Task statement: An exact copy of every record below is what's needed here.
(Source data begins)
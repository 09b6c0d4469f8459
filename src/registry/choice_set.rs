//! Choice set - the providers and services accepted on the command line
//!
//! A [`ChoiceSet`] is a read-only snapshot taken once per invocation. It is
//! built either from a fixed list (tests, embedding applications) or from a
//! token manager document.

use crate::core::config::ToolConfig;
use crate::core::error::H2vError;
use crate::core::traits::ChoiceRegistry;
use crate::registry::token_manager::TokenManager;
use std::path::PathBuf;

/// Ordered providers and, per provider, ordered services
#[derive(Debug, Clone, Default, PartialEq, Eq)]
pub struct ChoiceSet {
    providers: Vec<(String, Vec<String>)>,
}

impl ChoiceSet {
    /// Build from (provider, services) pairs
    ///
    /// # Examples
    ///
    /// ```
    /// use how2validate::core::ChoiceRegistry;
    /// use how2validate::registry::ChoiceSet;
    ///
    /// let choices = ChoiceSet::from_static(&[("github", &["token"])]);
    /// assert_eq!(choices.list_providers(), vec!["github".to_string()]);
    /// ```
    pub fn from_static(entries: &[(&str, &[&str])]) -> Self {
        let mut set = Self::default();
        for (provider, services) in entries {
            for service in services.iter() {
                set.insert(provider, service);
            }
        }
        set
    }

    /// Build from the enabled entries of a token manager document
    pub fn from_token_manager(manager: &TokenManager) -> Self {
        let mut set = Self::default();
        for (provider, entry) in manager.enabled_entries() {
            set.insert(provider, &entry.display_name);
        }
        set
    }

    fn insert(&mut self, provider: &str, service: &str) {
        let index = match self.providers.iter().position(|(name, _)| name == provider) {
            Some(index) => index,
            None => {
                self.providers.push((provider.to_string(), Vec::new()));
                self.providers.len() - 1
            }
        };

        let services = &mut self.providers[index].1;
        if !services.iter().any(|s| s == service) {
            services.push(service.to_string());
        }
    }

    /// (provider, service) rows in order, as used by the scope table
    pub fn rows(&self) -> impl Iterator<Item = (&str, &str)> {
        self.providers.iter().flat_map(|(provider, services)| {
            services
                .iter()
                .map(move |service| (provider.as_str(), service.as_str()))
        })
    }

    pub fn is_empty(&self) -> bool {
        self.providers.is_empty()
    }
}

impl ChoiceRegistry for ChoiceSet {
    fn list_providers(&self) -> Vec<String> {
        self.providers.iter().map(|(name, _)| name.clone()).collect()
    }

    fn list_services(&self, provider: &str) -> Result<Vec<String>, H2vError> {
        self.providers
            .iter()
            .find(|(name, _)| name == provider)
            .map(|(_, services)| services.clone())
            .ok_or_else(|| H2vError::UnknownProvider {
                provider: provider.to_string(),
            })
    }

    fn list_all_services(&self) -> Vec<String> {
        let mut all: Vec<String> = Vec::new();
        for (_, service) in self.rows() {
            if !all.iter().any(|s| s == service) {
                all.push(service.to_string());
            }
        }
        all
    }
}

/// Where the choice set comes from
#[derive(Debug, Clone, PartialEq)]
pub enum RegistrySource {
    /// Fixed in-memory list
    Static(ChoiceSet),
    /// Token manager document on disk
    TokenManager(PathBuf),
    /// Token manager document compiled into the binary
    Embedded,
}

impl RegistrySource {
    /// Pick the source named by the configuration
    pub fn from_config(config: &ToolConfig) -> Self {
        match &config.token_manager {
            Some(path) => RegistrySource::TokenManager(path.clone()),
            None => RegistrySource::Embedded,
        }
    }

    /// Load the token manager document behind this source.
    ///
    /// A static source has no document and yields an empty one.
    pub async fn load_document(&self) -> Result<TokenManager, H2vError> {
        match self {
            RegistrySource::Static(_) => Ok(TokenManager::default()),
            RegistrySource::TokenManager(path) => TokenManager::load(path).await,
            RegistrySource::Embedded => TokenManager::embedded(),
        }
    }

    /// Load the choice set snapshot
    pub async fn load(&self) -> Result<ChoiceSet, H2vError> {
        match self {
            RegistrySource::Static(set) => Ok(set.clone()),
            _ => Ok(ChoiceSet::from_token_manager(&self.load_document().await?)),
        }
    }
}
(Source data ends)
Answer space:
repository 09b6c0d4469f8459
filename src/registry/choice_set.rs
//! Choice set - the providers and services accepted on the command line
//!
//! A [`ChoiceSet`] is a read-only snapshot taken once per invocation. It is
//! built either from a fixed list (tests, embedding applications) or from a
//! token manager document.

use crate::core::config::ToolConfig;
use crate::core::error::H2vError;
use crate::core::traits::ChoiceRegistry;
use crate::registry::token_manager::TokenManager;
use std::path::PathBuf;

/// Ordered providers and, per provider, ordered services
#[derive(Debug, Clone, Default, PartialEq, Eq)]
pub struct ChoiceSet {
    providers: Vec<(String, Vec<String>)>,
}

impl ChoiceSet {
    /// Build from (provider, services) pairs
    ///
    /// # Examples
    ///
    /// ```
    /// use how2validate::core::ChoiceRegistry;
    /// use how2validate::registry::ChoiceSet;
    ///
    /// let choices = ChoiceSet::from_static(&[("github", &["token"])]);
    /// assert_eq!(choices.list_providers(), vec!["github".to_string()]);
    /// ```
    pub fn from_static(entries: &[(&str, &[&str])]) -> Self {
        let mut set = Self::default();
        for (provider, services) in entries {
            for service in services.iter() {
                set.insert(provider, service);
            }
        }
        set
    }

    /// Build from the enabled entries of a token manager document
    pub fn from_token_manager(manager: &TokenManager) -> Self {
        let mut set = Self::default();
        for (provider, entry) in manager.enabled_entries() {
            set.insert(provider, &entry.display_name);
        }
        set
    }

    fn insert(&mut self, provider: &str, service: &str) {
        let index = match self.providers.iter().position(|(name, _)| name == provider) {
            Some(index) => index,
            None => {
                self.providers.push((provider.to_string(), Vec::new()));
                self.providers.len() - 1
            }
        };

        let services = &mut self.providers[index].1;
        if !services.iter().any(|s| s == service) {
            services.push(service.to_string());
        }
    }

    /// (provider, service) rows in order, as used by the scope table
    pub fn rows(&self) -> impl Iterator<Item = (&str, &str)> {
        self.providers.iter().flat_map(|(provider, services)| {
            services
                .iter()
                .map(move |service| (provider.as_str(), service.as_str()))
        })
    }

    pub fn is_empty(&self) -> bool {
        self.providers.is_empty()
    }
}

impl ChoiceRegistry for ChoiceSet {
    fn list_providers(&self) -> Vec<String> {
        self.providers.iter().map(|(name, _)| name.clone()).collect()
    }

    fn list_services(&self, provider: &str) -> Result<Vec<String>, H2vError> {
        self.providers
            .iter()
            .find(|(name, _)| name == provider)
            .map(|(_, services)| services.clone())
            .ok_or_else(|| H2vError::UnknownProvider {
                provider: provider.to_string(),
            })
    }

    fn list_all_services(&self) -> Vec<String> {
        let mut all: Vec<String> = Vec::new();
        for (_, service) in self.rows() {
            if !all.iter().any(|s| s == service) {
                all.push(service.to_string());
            }
        }
        all
    }
}

/// Where the choice set comes from
#[derive(Debug, Clone, PartialEq)]
pub enum RegistrySource {
    /// Fixed in-memory list
    Static(ChoiceSet),
    /// Token manager document on disk
    TokenManager(PathBuf),
    /// Token manager document compiled into the binary
    Embedded,
}

impl RegistrySource {
    /// Pick the source named by the configuration
    pub fn from_config(config: &ToolConfig) -> Self {
        match &config.token_manager {
            Some(path) => RegistrySource::TokenManager(path.clone()),
            None => RegistrySource::Embedded,
        }
    }

    /// Load the token manager document behind this source.
    ///
    /// A static source has no document and yields an empty one.
    pub async fn load_document(&self) -> Result<TokenManager, H2vError> {
        match self {
            RegistrySource::Static(_) => Ok(TokenManager::default()),
            RegistrySource::TokenManager(path) => TokenManager::load(path).await,
            RegistrySource::Embedded => TokenManager::embedded(),
        }
    }

    /// Load the choice set snapshot
    pub async fn load(&self) -> Result<ChoiceSet, H2vError> {
        match self {
            RegistrySource::Static(set) => Ok(set.clone()),
            _ => Ok(ChoiceSet::from_token_manager(&self.load_document().await?)),
        }
    }
}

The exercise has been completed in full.